The Annual Senior Saturday Career Seminar took place on the 25th of February and featured Mr. Karsh as well as a diverse panel of young professionals from various fields within media. Karsh, a career expert who founded JobBound, a company that coaches people on essential job skills, delivered a practical and humorous message about the dos and don'ts of interviews and etiquette in the work environment.
Karsh brought his years of experience on some of the basic challenges that might overwhelm students who are just about to begin their career lives. The first Half of Karsh's lecture focused on job interviews. "The person sitting in front of you is human too," Karsh reassured students. In a mock interview he demonstrated just that. Lauren Stewart, a senior in broadcast journalism volunteered to be Karsh's interviewee. Then, Karsh and Stewart's fellow classmates proceeded to scrutinize the interview. "I'm honored that he did that," Stewart said afterwards.
In the Second Half of Karsh's lecture, a short film was played and students were introduced to Paul. Paul sports an orange T-shirt, bad mouths clients and coworkers, is disorganized and irresponsible. "I've seen every single one of these mistakes in real life," announced Karsh when the video was over. The screening kicked off the discussion on age discrimination in the work place. Young hires are the most discriminated against group in the work place. Karsh advised students to be more reserved early on in their career. There is a double standard in the working world and Karsh makes the distinction between what's acceptable for a higher-ranking employee or the boss and young hires, it isn't always fair.

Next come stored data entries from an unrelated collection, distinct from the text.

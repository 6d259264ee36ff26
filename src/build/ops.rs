// ABOUTME: Image operations capability trait.
// ABOUTME: Build, tag, push, list and remove images.

use std::path::Path;

use async_trait::async_trait;

use super::error::ImageError;
use crate::types::ImageRef;

/// Container build/publish backend.
#[async_trait]
pub trait ImageOps: Send + Sync {
    /// Build an image from a single build file.
    async fn build_image(
        &self,
        context: &Path,
        dockerfile: Option<&Path>,
        tag: &ImageRef,
    ) -> Result<(), ImageError>;

    /// Build one service of a multi-service descriptor.
    async fn compose_build(&self, descriptor: &Path, service: &str) -> Result<(), ImageError>;

    /// Add `target` as another name for `source`.
    async fn tag_image(&self, source: &str, target: &ImageRef) -> Result<(), ImageError>;

    /// Push an image to its registry.
    async fn push_image(&self, image: &ImageRef) -> Result<(), ImageError>;

    /// Local images whose repository starts with `prefix`.
    async fn list_images(&self, prefix: &str) -> Result<Vec<ImageRef>, ImageError>;

    /// Remove a local image.
    async fn remove_image(&self, image: &ImageRef) -> Result<(), ImageError>;
}
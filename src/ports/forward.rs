// ABOUTME: Local port counter for port-forwards.
// ABOUTME: Atomic, so concurrent previews never pick the same local port.

use std::sync::atomic::{AtomicU32, Ordering};

/// Hands out local forward ports from `base` upward, wrapping within `span`.
#[derive(Debug)]
pub struct LocalPortCounter {
    base: u16,
    span: u16,
    next: AtomicU32,
}

impl LocalPortCounter {
    pub fn new(base: u16, span: u16) -> Self {
        Self {
            base,
            span: span.max(1),
            next: AtomicU32::new(0),
        }
    }

    pub fn next_port(&self) -> u16 {
        let offset = self.next.fetch_add(1, Ordering::Relaxed) % u32::from(self.span);
        // offset < span <= u16::MAX
        self.base.saturating_add(offset as u16)
    }
}
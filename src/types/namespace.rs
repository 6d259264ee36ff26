// ABOUTME: Preview namespace names of the form `pr-{n}` or `pr-{n}-{k}`.
// ABOUTME: Knows which PR it belongs to and its collision suffix.

use super::pr_number::PrNumber;
use serde::{Serialize, Serializer};
use std::fmt;
use thiserror::Error;

/// Kubernetes caps namespace names at one DNS label.
const MAX_LEN: usize = 63;

#[derive(Debug, Error, PartialEq, Eq)]
pub enum NamespaceNameError {
    #[error("namespace name exceeds maximum length of {MAX_LEN} characters")]
    TooLong,

    #[error("not a preview namespace: {0}")]
    NotPreview(String),
}

/// A namespace owned by one preview environment.
///
/// `suffix` is 0 for the base name `pr-{n}` and `k >= 1` for `pr-{n}-{k}`.
#[derive(Debug, Clone, PartialEq, Eq, Hash)]
pub struct NamespaceName {
    name: String,
    pr: PrNumber,
    suffix: u32,
}

impl NamespaceName {
    pub fn for_pr(pr: PrNumber, suffix: u32) -> Self {
        let name = if suffix == 0 {
            pr.tag()
        } else {
            format!("{}-{}", pr.tag(), suffix)
        };
        Self { name, pr, suffix }
    }

    /// Parse an existing namespace name. Only the exact `pr-{n}(-{k})?` shape is
    /// accepted, so `pr-420` never parses as belonging to PR 42.
    pub fn parse(value: &str) -> Result<Self, NamespaceNameError> {
        if value.len() > MAX_LEN {
            return Err(NamespaceNameError::TooLong);
        }
        let not_preview = || NamespaceNameError::NotPreview(value.to_string());

        let rest = value.strip_prefix("pr-").ok_or_else(not_preview)?;
        let (pr_part, suffix_part) = match rest.split_once('-') {
            Some((pr, suffix)) => (pr, Some(suffix)),
            None => (rest, None),
        };

        let pr = parse_digits(pr_part)
            .and_then(|n| PrNumber::new(n).ok())
            .ok_or_else(not_preview)?;
        let suffix = match suffix_part {
            None => 0,
            Some(s) => match parse_digits(s) {
                Some(k) if (1..=u64::from(u32::MAX)).contains(&k) => k as u32,
                _ => return Err(not_preview()),
            },
        };

        let parsed = Self::for_pr(pr, suffix);
        // Reject non-canonical spellings such as `pr-042`.
        if parsed.name != value {
            return Err(not_preview());
        }
        Ok(parsed)
    }

    pub fn as_str(&self) -> &str {
        &self.name
    }

    pub fn pr_number(&self) -> PrNumber {
        self.pr
    }

    /// Trailing numeric suffix, 0 when the namespace is the bare `pr-{n}`.
    pub fn suffix(&self) -> u32 {
        self.suffix
    }

    pub fn belongs_to(&self, pr: PrNumber) -> bool {
        self.pr == pr
    }

    /// True if `name` is one of the namespaces a preview of `pr` could own.
    pub fn matches_pr(name: &str, pr: PrNumber) -> bool {
        Self::parse(name).is_ok_and(|ns| ns.belongs_to(pr))
    }
}

fn parse_digits(s: &str) -> Option<u64> {
    if s.is_empty() || !s.bytes().all(|b| b.is_ascii_digit()) {
        return None;
    }
    s.parse().ok()
}

impl fmt::Display for NamespaceName {
    fn fmt(&self, f: &mut fmt::Formatter<'_>) -> fmt::Result {
        write!(f, "{}", self.name)
    }
}

impl Serialize for NamespaceName {
    fn serialize<S: Serializer>(&self, serializer: S) -> Result<S::Ok, S::Error> {
        self.name.serialize(serializer)
    }
}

Karsh also introduced some alarming facts. "25% of companies have fired people for inappropriate use of the Internet and these companies have the right and can track everything you do on a company computer." Some of the biggest problems with young new hires are: listening to music at work, inappropriate use of the Internet and email. The last one is especially important. "I see a smiley face (in an email), I immediately think 13-year-old girl," said Karsh. Young employees often do not address emails properly and what's worse, they may include something inappropriate that gets accidentally forwarded to the wrong person. The golden rule is: never put anything in writing if you don't want the entire world to see it.
The two morning sessions Karsh conducted may have addressed some very basic things such as what to bring to an interview and how to dress or leave a voice message, but it's small things like that that can make or break a career for someone just stepping into the professional world.
View photos from the event.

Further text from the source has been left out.